--- DATASET ENTRIES ---
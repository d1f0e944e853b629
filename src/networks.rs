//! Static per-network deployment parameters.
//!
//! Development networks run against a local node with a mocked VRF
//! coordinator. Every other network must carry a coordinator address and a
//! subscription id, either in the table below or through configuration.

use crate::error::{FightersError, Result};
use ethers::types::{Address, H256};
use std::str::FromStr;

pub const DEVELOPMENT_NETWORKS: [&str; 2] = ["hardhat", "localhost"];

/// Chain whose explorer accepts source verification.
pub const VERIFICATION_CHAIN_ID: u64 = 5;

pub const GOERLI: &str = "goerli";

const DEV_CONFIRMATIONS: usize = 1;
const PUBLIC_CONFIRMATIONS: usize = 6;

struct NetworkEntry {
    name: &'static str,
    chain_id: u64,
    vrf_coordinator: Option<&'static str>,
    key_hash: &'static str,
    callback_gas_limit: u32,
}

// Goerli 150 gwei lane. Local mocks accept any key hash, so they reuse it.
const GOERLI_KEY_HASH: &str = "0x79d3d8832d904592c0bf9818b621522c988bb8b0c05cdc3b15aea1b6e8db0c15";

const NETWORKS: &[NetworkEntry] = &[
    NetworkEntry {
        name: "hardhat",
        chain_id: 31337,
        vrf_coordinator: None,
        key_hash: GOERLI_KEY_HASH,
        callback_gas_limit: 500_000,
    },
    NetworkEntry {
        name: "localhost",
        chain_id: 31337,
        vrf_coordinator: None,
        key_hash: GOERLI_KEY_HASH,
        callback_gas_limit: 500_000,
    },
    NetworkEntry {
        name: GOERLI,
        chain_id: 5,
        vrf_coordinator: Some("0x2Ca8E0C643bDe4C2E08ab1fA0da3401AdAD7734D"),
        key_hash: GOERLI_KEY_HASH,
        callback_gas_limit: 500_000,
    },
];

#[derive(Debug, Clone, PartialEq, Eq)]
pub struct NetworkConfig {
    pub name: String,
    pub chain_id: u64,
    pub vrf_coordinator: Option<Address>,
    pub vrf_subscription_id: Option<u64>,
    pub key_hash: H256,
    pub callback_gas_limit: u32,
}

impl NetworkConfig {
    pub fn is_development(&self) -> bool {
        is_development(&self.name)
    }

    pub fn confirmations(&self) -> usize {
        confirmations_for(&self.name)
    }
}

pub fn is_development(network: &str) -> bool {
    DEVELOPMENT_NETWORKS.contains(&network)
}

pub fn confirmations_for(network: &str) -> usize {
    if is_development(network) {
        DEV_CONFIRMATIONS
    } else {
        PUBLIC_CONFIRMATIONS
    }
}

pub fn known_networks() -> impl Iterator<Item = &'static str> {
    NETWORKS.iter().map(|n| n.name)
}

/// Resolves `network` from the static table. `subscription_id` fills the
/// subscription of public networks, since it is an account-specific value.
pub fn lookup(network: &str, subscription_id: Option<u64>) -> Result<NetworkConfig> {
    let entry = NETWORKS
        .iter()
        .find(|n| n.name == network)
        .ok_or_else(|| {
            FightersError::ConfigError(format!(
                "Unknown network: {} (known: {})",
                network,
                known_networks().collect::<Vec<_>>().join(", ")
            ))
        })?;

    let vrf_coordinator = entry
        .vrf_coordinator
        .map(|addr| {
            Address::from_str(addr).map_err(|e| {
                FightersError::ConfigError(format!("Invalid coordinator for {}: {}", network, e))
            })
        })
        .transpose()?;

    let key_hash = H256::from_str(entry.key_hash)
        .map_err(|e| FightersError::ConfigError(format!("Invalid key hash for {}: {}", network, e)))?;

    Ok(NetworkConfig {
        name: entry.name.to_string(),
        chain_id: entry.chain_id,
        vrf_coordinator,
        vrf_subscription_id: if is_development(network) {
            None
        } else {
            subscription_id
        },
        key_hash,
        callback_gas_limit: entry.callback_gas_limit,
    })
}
---
--- DATASET ENTRIES ---
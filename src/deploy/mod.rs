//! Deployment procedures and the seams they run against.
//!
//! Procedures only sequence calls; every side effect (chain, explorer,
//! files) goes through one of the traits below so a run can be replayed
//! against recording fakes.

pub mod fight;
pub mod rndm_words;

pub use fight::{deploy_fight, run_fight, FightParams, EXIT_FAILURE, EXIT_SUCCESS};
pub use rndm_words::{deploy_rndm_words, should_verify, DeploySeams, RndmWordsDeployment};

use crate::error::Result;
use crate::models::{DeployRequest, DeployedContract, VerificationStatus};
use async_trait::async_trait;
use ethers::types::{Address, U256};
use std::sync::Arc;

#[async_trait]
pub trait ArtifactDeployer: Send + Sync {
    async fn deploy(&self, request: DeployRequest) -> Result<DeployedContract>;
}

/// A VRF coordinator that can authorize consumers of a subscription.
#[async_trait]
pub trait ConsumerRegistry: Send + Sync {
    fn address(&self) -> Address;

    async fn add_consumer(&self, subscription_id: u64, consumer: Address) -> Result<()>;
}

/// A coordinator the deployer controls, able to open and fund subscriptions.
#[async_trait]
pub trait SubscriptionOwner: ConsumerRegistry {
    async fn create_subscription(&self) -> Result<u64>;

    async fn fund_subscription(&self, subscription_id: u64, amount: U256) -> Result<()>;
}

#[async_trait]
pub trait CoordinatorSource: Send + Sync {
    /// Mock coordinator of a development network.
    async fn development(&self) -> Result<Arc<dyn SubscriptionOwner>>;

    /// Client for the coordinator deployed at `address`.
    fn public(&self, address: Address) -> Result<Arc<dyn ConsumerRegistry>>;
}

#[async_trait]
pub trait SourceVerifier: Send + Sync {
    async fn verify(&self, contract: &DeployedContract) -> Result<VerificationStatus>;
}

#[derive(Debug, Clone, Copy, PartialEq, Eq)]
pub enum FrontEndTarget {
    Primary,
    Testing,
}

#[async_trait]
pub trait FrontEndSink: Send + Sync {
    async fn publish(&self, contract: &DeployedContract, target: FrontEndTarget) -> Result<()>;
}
---
_WHAT YOU WILL DO_: Copy the records above exactly, beginning at the line that contains "against recording fakes." and stopping after the line that contains "async fn create_subscription(&self)".

_ANSWER SPACE_:
//! against recording fakes.

pub mod fight;
pub mod rndm_words;

pub use fight::{deploy_fight, run_fight, FightParams, EXIT_FAILURE, EXIT_SUCCESS};
pub use rndm_words::{deploy_rndm_words, should_verify, DeploySeams, RndmWordsDeployment};

use crate::error::Result;
use crate::models::{DeployRequest, DeployedContract, VerificationStatus};
use async_trait::async_trait;
use ethers::types::{Address, U256};
use std::sync::Arc;

#[async_trait]
pub trait ArtifactDeployer: Send + Sync {
    async fn deploy(&self, request: DeployRequest) -> Result<DeployedContract>;
}

/// A VRF coordinator that can authorize consumers of a subscription.
#[async_trait]
pub trait ConsumerRegistry: Send + Sync {
    fn address(&self) -> Address;

    async fn add_consumer(&self, subscription_id: u64, consumer: Address) -> Result<()>;
}

/// A coordinator the deployer controls, able to open and fund subscriptions.
#[async_trait]
pub trait SubscriptionOwner: ConsumerRegistry {
    async fn create_subscription(&self) -> Result<u64>;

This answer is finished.